When The Rules Are Fair But The Game Isn’t
Updated: Feb 5
I wish I could take credit for this title but I can’t. It's stolen from a great article that I highly recommend by Muktha Jost, Edward Whitfield, and Mark Jost and it eerily speaks to the political climate unfolding here in Delray Beach and many other cities.
A quick history lesson: America was founded on the principles of liberty and justice for all- (unless you were a person of color in which case those principles did not apply). Eventually, the “rules” were changed to include everyone and the common assumption became that the “game” is fair and equal regardless of the color of your skin.
A quick update...although the “rules” now provide for equal opportunity, the actual “game” is far from fair. The core issues of inequality across every major system (education, health, wealth, housing, etc) are all related to matters of race, social justice, and democratic equality but these issues are not understood or accepted as legitimate by all those that think we live in a “color-blind” society. Yes...less people “see color” but our systems still do- very clearly.

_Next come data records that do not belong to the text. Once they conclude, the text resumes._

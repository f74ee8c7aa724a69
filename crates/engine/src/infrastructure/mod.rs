//! Infrastructure implementations.
//!
//! Contains the port trait implementation for the external LLM provider and
//! the process configuration.

pub mod openai;
pub mod ports;
pub mod settings;
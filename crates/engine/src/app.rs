//! Application state and composition.

use std::sync::Arc;

use crate::infrastructure::ports::LlmPort;
use crate::use_cases::QuestGenerator;

/// Main application state.
///
/// Holds the wired use cases. Passed to HTTP handlers via Axum state.
pub struct App {
    pub use_cases: UseCases,
}

/// Container for all use cases.
pub struct UseCases {
    pub quests: Arc<QuestGenerator>,
}

impl App {
    /// Create a new App with all dependencies wired up.
    pub fn new(llm: Arc<dyn LlmPort>) -> Self {
        let quests = Arc::new(QuestGenerator::new(llm));
        Self {
            use_cases: UseCases { quests },
        }
    }
}
// ESTL - estl-foundation
// Module: Crate Root
//
// Copyright (c) 2025 The ESTL Project Developers
// Licensed under the MIT license.
// SPDX-License-Identifier: MIT

//! Fixed-capacity containers for embedded targets.
//!
//! Every container in this crate stores its elements inline, in an array
//! whose length is a const generic parameter. Nothing allocates. Capacity is
//! part of the type, so a `StaticVec<u8, 32>` costs the same memory whether it
//! holds zero elements or thirty-two.
//!
//! - [`StaticVec`]: contiguous sequence of up to `N` elements
//! - [`StaticMap`]: sorted, unique-key map of up to `N` entries, ordered by a
//!   type-level [`Comparator`]
//! - [`iter`]: cursor contract (categories, `distance`, `advance`, [`Rev`])
//! - [`algorithm`]: stateless search, sort and comparison helpers
//! - [`contract`]: what happens when a precondition is violated
//!
//! # Feature Flags
//!
//! - `std`: implements `std::error::Error` for the error type
//! - `tracing`: emits `tracing` events for contract violations and
//!   structural mutations
//! - `abort-on-violation`: contract violations panic by default instead of
//!   being returned as `Err`
//!
//! # Concurrency
//!
//! The containers are plain data. They are `Send`/`Sync` whenever their
//! element types are, but no method synchronizes internally: sharing one
//! container between threads requires an external lock.
//!
//! # Example
//!
//! ```
//! use estl_foundation::{StaticMap, StaticVec};
//!
//! let mut readings = StaticVec::<u16, 4>::new();
//! readings.push(410)?;
//! readings.push(395)?;
//! assert_eq!(readings.as_slice(), &[410, 395]);
//!
//! let mut devices = StaticMap::<u8, &str, 8>::new();
//! devices.insert(3, "pressure")?;
//! devices.insert(1, "temperature")?;
//! assert_eq!(devices.keys().copied().collect::<Vec<_>>(), [1, 3]);
//! # Ok::<(), estl_foundation::Error>(())
//! ```

#![cfg_attr(not(any(feature = "std", test)), no_std)]
#![warn(clippy::pedantic)]
#![allow(clippy::module_name_repetitions)]

/// Route an event to `tracing` when the feature is enabled; expands to
/// nothing otherwise.
#[cfg(feature = "tracing")]
macro_rules! trace_event {
    ($level:ident, $($arg:tt)+) => {
        $crate::tracing::$level!($($arg)+)
    };
}

#[cfg(not(feature = "tracing"))]
macro_rules! trace_event {
    ($level:ident, $($arg:tt)+) => {};
}

pub mod algorithm;
pub mod collections;
pub mod compare;
pub mod config;
pub mod contract;
pub mod iter;
pub mod tracing;

pub use collections::{
    Entry, IntoIter, MapCursor, OccupiedEntry, Position, StaticMap, StaticVec, VacantEntry,
    VecCursor,
};
pub use compare::{Comparator, Greater, Less};
pub use contract::{OrAbort, ViolationPolicy};
pub use estl_error::{codes, Error, ErrorCategory, Result};
pub use iter::{Category, Cursor, Rev};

People of Color understand institutional racism on a gut level. Realistically, a five year old child of Color understands this viscerally more than I, as a White person, ever could. If only we could take their word for it. God forbid we allow people to be an expert in their own experience.
Back to Delray (but applicable everywhere), we have a White man running for a commission seat that since 1968 has been reserved for a person of color. He entered the race 5 days before a deadline with enough signatures and access to resources to qualify and likely win. This should really show us all what White Advantage looks like. It should also show us why a reserved seat is so important.

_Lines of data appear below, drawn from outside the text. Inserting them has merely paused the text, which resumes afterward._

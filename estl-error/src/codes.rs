// ESTL - estl-error
// Module: Error Codes
//
// Copyright (c) 2025 The ESTL Project Developers
// Licensed under the MIT license.
// SPDX-License-Identifier: MIT

//! Error codes for estl

// Capacity error codes (1000-1999)
/// Insertion into a container that already holds its compile-time capacity
pub const CAPACITY_EXCEEDED: u16 = 1000;
/// Source slice holds more elements than the target capacity
pub const SLICE_TOO_LONG: u16 = 1001;

// Bounds error codes (2000-2999)
/// Checked index access outside `[0, len)`
pub const INDEX_OUT_OF_BOUNDS: u16 = 2000;
/// Position handle that no longer refers to a live entry
pub const INVALID_POSITION: u16 = 2001;

// Lookup error codes (3000-3999)
/// Must-exist lookup of a key that is not stored
pub const KEY_NOT_FOUND: u16 = 3000;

Yes, it’s true. The “rules” are fair...anyone can run for any seat. And I’m hearing this everywhere...color shouldn’t matter….we should vote on experience... we should vote for expertise. Of course we should. People of Color should be able to run and compete for any seat, against any incumbent they feel isn’t serving Delray Beach and vice versa. But that brings us back to the title- The “rules” are fair, but the “game” isn’t.
The reality is Delray’s community of Color, like most communities of Color, is marginalized. They were redlined, divested in, and the list goes on. They were not allowed to play the “game”, eventually allowed to enter the “game” late, and when they did enter Boardwalk and Park Place were already bought and had hotels on them.
In other words, White people started playing a long time ago. They got a head start and now have access to networks of advantage for power and resources that communities of Color don’t have. They mobilize those networks for campaign contributions that ultimately determine who wins elections.You pay to play and that largely advantages White people and their access.
If you value diversity, diversity of opinion, diversity in perspective, the strength diversity brings to good decision making, and want a dynamic city with economic accessibility for all- you should support a reserved seat. Our communities of Color don’t have access to the same networks of advantage. They can’t mobilize the same resources. They can’t compete with those who can, even if the candidates of Color are more qualified, more representative, and more ethical. Diversity makes us all stronger and we have to make space for everyone to have a seat at the table.
Now, has the reserved seat always done right by the community, no. Has representation been abused for power, sure. But let The Set community resolve that on its own. Let the community grow a pipeline of candidates and groom their candidates. Don’t make decisions for The Set, take power from it, paternalize it, or take it out of their hands completely by taking the seat. Trust community knows best and will figure out how to protect its best interest. As outsiders our role is to support.
To the candidate running for seat 4… If you didn’t like how the incumbent was serving, you could have used your advantage to support the challenging candidate of color in securing the seat. If you didn’t think they were capable enough, you could have supported the community in putting up another candidate. You could have also just run for a different seat.
I agree with most, this process should be “colorblind”. Unfortunately, it isn’t. Until both the “rules” and “game” are fair, we have to protect ourselves from going backwards. We can do better Delray Beach.